- **AIM OF THE EXERCISE**
Within the records below, how many lines hold the word "Local"? Only the number should be returned.

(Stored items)
=== Begin Enclosure ===

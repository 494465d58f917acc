//! Token privilege handling

pub mod privileges;

pub use privileges::{Privilege, PrivilegeElevator};
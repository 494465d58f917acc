//! Native API entry points not covered by the `windows` crate features we use

use std::ffi::c_void;

use crate::core::capability::OsVersion;
use crate::platform::{PlatformError, PlatformResult};
use crate::windows::ffi::{
    MemoryCombineInformationEx, SystemCacheInformation, SystemInformationRequest,
};

#[repr(C)]
struct OsVersionInfoExW {
    size: u32,
    major: u32,
    minor: u32,
    build: u32,
    platform_id: u32,
    csd_version: [u16; 128],
    service_pack_major: u16,
    service_pack_minor: u16,
    suite_mask: u16,
    product_type: u8,
    reserved: u8,
}

#[link(name = "ntdll")]
extern "system" {
    fn NtSetSystemInformation(class: i32, information: *mut c_void, length: u32) -> i32;
    fn RtlNtStatusToDosError(status: i32) -> u32;
    fn RtlGetVersion(info: *mut OsVersionInfoExW) -> i32;
}

/// Real kernel version; not subject to the manifest-based version lie.
pub fn os_version() -> OsVersion {
    let mut info = OsVersionInfoExW {
        size: std::mem::size_of::<OsVersionInfoExW>() as u32,
        major: 0,
        minor: 0,
        build: 0,
        platform_id: 0,
        csd_version: [0; 128],
        service_pack_major: 0,
        service_pack_minor: 0,
        suite_mask: 0,
        product_type: 0,
        reserved: 0,
    };
    let status = unsafe { RtlGetVersion(&mut info) };
    if status < 0 {
        return OsVersion::UNKNOWN;
    }
    OsVersion::new(info.major, info.minor, info.build)
}

/// Issue one `NtSetSystemInformation` call with a stack-owned payload.
pub fn set_system_information(request: SystemInformationRequest, is_64bit: bool) -> PlatformResult<()> {
    let class = request.information_class();
    let status = unsafe {
        match request {
            SystemInformationRequest::MemoryList(command) => {
                let mut value = command as i32;
                call(class, &mut value)
            }
            SystemInformationRequest::FileCacheUnlimited => match SystemCacheInformation::unlimited(is_64bit) {
                SystemCacheInformation::Bits32(mut info) => call(class, &mut info),
                SystemCacheInformation::Bits64(mut info) => call(class, &mut info),
            },
            SystemInformationRequest::CombinePhysicalMemory => {
                let mut info = MemoryCombineInformationEx::default();
                call(class, &mut info)
            }
        }
    };

    if status != 0 {
        let code = unsafe { RtlNtStatusToDosError(status) };
        return Err(PlatformError::from_code(code));
    }
    Ok(())
}

unsafe fn call<T>(class: i32, payload: &mut T) -> i32 {
    NtSetSystemInformation(
        class,
        payload as *mut T as *mut c_void,
        std::mem::size_of::<T>() as u32,
    )
}
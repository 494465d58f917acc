//! Memory snapshots and human-scaled sizes

use chrono::{DateTime, Local};
use serde::Serialize;
use std::fmt;

use crate::platform::{MemoryApi, MemoryCounters, PlatformResult};

#[derive(Debug, Clone, Copy, PartialEq, Eq, PartialOrd, Ord, Serialize)]
pub enum MemoryUnit {
    B,
    KB,
    MB,
    GB,
    TB,
    PB,
    EB,
    ZB,
    YB,
}

impl MemoryUnit {
    const UNITS: [MemoryUnit; 9] = [
        MemoryUnit::B,
        MemoryUnit::KB,
        MemoryUnit::MB,
        MemoryUnit::GB,
        MemoryUnit::TB,
        MemoryUnit::PB,
        MemoryUnit::EB,
        MemoryUnit::ZB,
        MemoryUnit::YB,
    ];

    pub fn index(self) -> u32 {
        self as u32
    }
}

impl fmt::Display for MemoryUnit {
    fn fmt(&self, f: &mut fmt::Formatter<'_>) -> fmt::Result {
        fmt::Debug::fmt(self, f)
    }
}

/// Scale a byte count to the largest unit that keeps the value at or above 1.
///
/// Values under 1024 stay in bytes, undivided.
pub fn to_memory_unit(bytes: u64) -> (f64, MemoryUnit) {
    let mut index = 0usize;
    let mut remaining = bytes;
    while remaining >= 1024 && index < MemoryUnit::UNITS.len() - 1 {
        remaining /= 1024;
        index += 1;
    }
    let value = bytes as f64 / 1024f64.powi(index as i32);
    (value, MemoryUnit::UNITS[index])
}

/// Render with at most one decimal, dropping a trailing ".0".
pub fn format_value(value: f64) -> String {
    let rounded = (value * 10.0).round() / 10.0;
    if rounded.fract() == 0.0 {
        format!("{:.0}", rounded)
    } else {
        format!("{:.1}", rounded)
    }
}

/// Format bytes as e.g. "1.5 GB".
///
/// A value that rounds up to 1024 moves to the next unit.
pub fn format_bytes(bytes: u64) -> String {
    let (mut value, mut unit) = to_memory_unit(bytes);
    if unit != MemoryUnit::B && (value * 10.0).round() >= 10240.0 {
        if let Some(next) = MemoryUnit::UNITS.iter().position(|u| *u == unit).and_then(|i| MemoryUnit::UNITS.get(i + 1)) {
            value /= 1024.0;
            unit = *next;
        }
    }
    format!("{} {}", format_value(value), unit)
}

#[derive(Debug, Clone, Copy, PartialEq, Serialize)]
pub struct MemorySize {
    pub bytes: u64,
    pub value: f64,
    pub unit: MemoryUnit,
    pub percentage: u32,
}

impl MemorySize {
    pub fn new(bytes: u64, percentage: u32) -> Self {
        let (value, unit) = to_memory_unit(bytes);
        Self { bytes, value, unit, percentage }
    }
}

impl fmt::Display for MemorySize {
    fn fmt(&self, f: &mut fmt::Formatter<'_>) -> fmt::Result {
        write!(f, "{} {} ({}%)", format_value(self.value), self.unit, self.percentage)
    }
}

/// Used/free split of one memory pool.
#[derive(Debug, Clone, Copy, PartialEq, Serialize)]
pub struct MemoryStats {
    pub total: MemorySize,
    pub free: MemorySize,
    pub used: MemorySize,
}

impl MemoryStats {
    /// `load` is the OS supplied used percentage; derived from the sizes when absent.
    pub fn new(total: u64, free: u64, load: Option<u32>) -> Self {
        // a transient read can report available > total
        let used_bytes = total.max(free) - total.min(free);
        let used_percent = load
            .unwrap_or_else(|| {
                if total > 0 {
                    (used_bytes as u128 * 100 / total as u128) as u32
                } else {
                    0
                }
            })
            .min(100);

        Self {
            total: MemorySize::new(total, 100),
            free: MemorySize::new(free, 100 - used_percent),
            used: MemorySize::new(used_bytes, used_percent),
        }
    }
}

impl fmt::Display for MemoryStats {
    fn fmt(&self, f: &mut fmt::Formatter<'_>) -> fmt::Result {
        write!(
            f,
            "({} {}) Used | {} - Free | {}",
            format_value(self.total.value),
            self.total.unit,
            self.used,
            self.free
        )
    }
}

/// Point-in-time view of physical and virtual memory. Never mutated.
#[derive(Debug, Clone, PartialEq, Serialize)]
pub struct MemorySnapshot {
    pub taken_at: DateTime<Local>,
    pub physical: MemoryStats,
    #[serde(rename = "virtual")]
    pub virtual_memory: MemoryStats,
}

impl MemorySnapshot {
    pub fn from_counters(counters: &MemoryCounters) -> Self {
        Self {
            taken_at: Local::now(),
            physical: MemoryStats::new(
                counters.total_physical,
                counters.available_physical,
                counters.memory_load,
            ),
            virtual_memory: MemoryStats::new(counters.total_virtual, counters.available_virtual, None),
        }
    }

    pub fn is_high_pressure(&self) -> bool {
        self.physical.used.percentage > 80
    }

    pub fn is_critical(&self) -> bool {
        self.physical.used.percentage > 95
    }
}

impl fmt::Display for MemorySnapshot {
    fn fmt(&self, f: &mut fmt::Formatter<'_>) -> fmt::Result {
        write!(f, "Physical: {}\nVirtual: {}", self.physical, self.virtual_memory)
    }
}

/// Issue one OS query and build a snapshot from it.
pub fn read_snapshot(api: &dyn MemoryApi) -> PlatformResult<MemorySnapshot> {
    let counters = api.memory_counters()?;
    Ok(MemorySnapshot::from_counters(&counters))
}

/// Free memory gained (or lost) between two snapshots.
#[derive(Debug, Clone, Copy, PartialEq, Eq, Serialize)]
pub struct ReleasedMemory {
    pub physical_bytes: u64,
    pub virtual_bytes: u64,
}

impl ReleasedMemory {
    pub fn between(before: &MemorySnapshot, after: &MemorySnapshot) -> Self {
        Self {
            physical_bytes: before.physical.free.bytes.abs_diff(after.physical.free.bytes),
            virtual_bytes: before.virtual_memory.free.bytes.abs_diff(after.virtual_memory.free.bytes),
        }
    }

    /// Notification text summarizing the run.
    pub fn summary(&self, include_virtual: bool) -> String {
        let physical = format_bytes(self.physical_bytes);
        if include_virtual {
            format!(
                "Memory optimized\n\nPhysical: {} | Virtual: {}",
                physical,
                format_bytes(self.virtual_bytes)
            )
        } else {
            format!("Memory optimized\n\nPhysical: {}", physical)
        }
    }
}

#[cfg(test)]
mod tests {
    use super::*;
    use crate::platform::mock::MockMemoryApi;

    const GB: u64 = 1024 * 1024 * 1024;

    #[test]
    fn test_memory_unit_boundaries() {
        assert_eq!(to_memory_unit(0), (0.0, MemoryUnit::B));
        assert_eq!(to_memory_unit(1023), (1023.0, MemoryUnit::B));
        assert_eq!(to_memory_unit(1024), (1.0, MemoryUnit::KB));
        assert_eq!(to_memory_unit(1536), (1.5, MemoryUnit::KB));
        assert_eq!(to_memory_unit(1024 * 1024), (1.0, MemoryUnit::MB));
    }

    #[test]
    fn test_memory_unit_scales_back_to_bytes() {
        for bytes in [1u64, 1000, 4096, 123_456_789, 16 * GB + 12345, u64::MAX] {
            let (value, unit) = to_memory_unit(bytes);
            let restored = value * 1024f64.powi(unit.index() as i32);
            assert!((restored - bytes as f64).abs() <= bytes as f64 * 1e-12, "bytes {}", bytes);
            assert!(value < 1024.0);
            if bytes >= 1024 {
                assert!(value >= 1.0);
            }
        }
        assert_eq!(to_memory_unit(u64::MAX).1, MemoryUnit::EB);
    }

    #[test]
    fn test_stats_percentages_sum_to_100() {
        for (total, free) in [(16 * GB, 4 * GB), (8 * GB, 8 * GB), (3, 1), (100, 0)] {
            let stats = MemoryStats::new(total, free, None);
            assert_eq!(stats.used.bytes, total - free);
            assert_eq!(stats.used.percentage + stats.free.percentage, 100);
        }
    }

    #[test]
    fn test_stats_zero_total() {
        let stats = MemoryStats::new(0, 0, None);
        assert_eq!(stats.used.percentage, 0);
        assert_eq!(stats.free.percentage, 100);
    }

    #[test]
    fn test_stats_available_above_total() {
        let stats = MemoryStats::new(4 * GB, 5 * GB, None);
        assert_eq!(stats.used.bytes, GB);
        assert_eq!(stats.used.percentage, 25);
    }

    #[test]
    fn test_stats_prefers_os_load() {
        let stats = MemoryStats::new(16 * GB, 4 * GB, Some(77));
        assert_eq!(stats.used.percentage, 77);
        assert_eq!(stats.free.percentage, 23);
    }

    #[test]
    fn test_display_formats() {
        let stats = MemoryStats::new(16 * GB, 4 * GB, None);
        assert_eq!(stats.to_string(), "(16 GB) Used | 12 GB (75%) - Free | 4 GB (25%)");
        assert_eq!(format_bytes(1536 * 1024 * 1024), "1.5 GB");
        assert_eq!(format_bytes(512), "512 B");
        assert_eq!(format_bytes(1024 * 1024 - 1), "1 MB");
        assert_eq!(format_bytes(1023), "1023 B");
    }

    #[test]
    fn test_read_snapshot_uses_counters() {
        let api = MockMemoryApi::windows_10().with_counters(MemoryCounters {
            memory_load: Some(50),
            total_physical: 8 * GB,
            available_physical: 4 * GB,
            total_virtual: 12 * GB,
            available_virtual: 9 * GB,
        });
        let snapshot = read_snapshot(&api).unwrap();
        assert_eq!(snapshot.physical.used.percentage, 50);
        assert_eq!(snapshot.virtual_memory.used.bytes, 3 * GB);
        assert_eq!(snapshot.virtual_memory.used.percentage, 25);
    }

    #[test]
    fn test_released_memory_summary() {
        let before = MemorySnapshot::from_counters(&MemoryCounters {
            memory_load: None,
            total_physical: 8 * GB,
            available_physical: 2 * GB,
            total_virtual: 12 * GB,
            available_virtual: 5 * GB,
        });
        let after = MemorySnapshot::from_counters(&MemoryCounters {
            memory_load: None,
            total_physical: 8 * GB,
            available_physical: 3 * GB + 512 * 1024 * 1024,
            total_virtual: 12 * GB,
            available_virtual: 5 * GB + 300 * 1024 * 1024,
        });
        let released = ReleasedMemory::between(&before, &after);
        assert_eq!(released.physical_bytes, GB + 512 * 1024 * 1024);
        assert_eq!(
            released.summary(true),
            "Memory optimized\n\nPhysical: 1.5 GB | Virtual: 300 MB"
        );
        assert_eq!(released.summary(false), "Memory optimized\n\nPhysical: 1.5 GB");
    }
}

=== End Enclosure ===

- **RESPONSE BOX**
3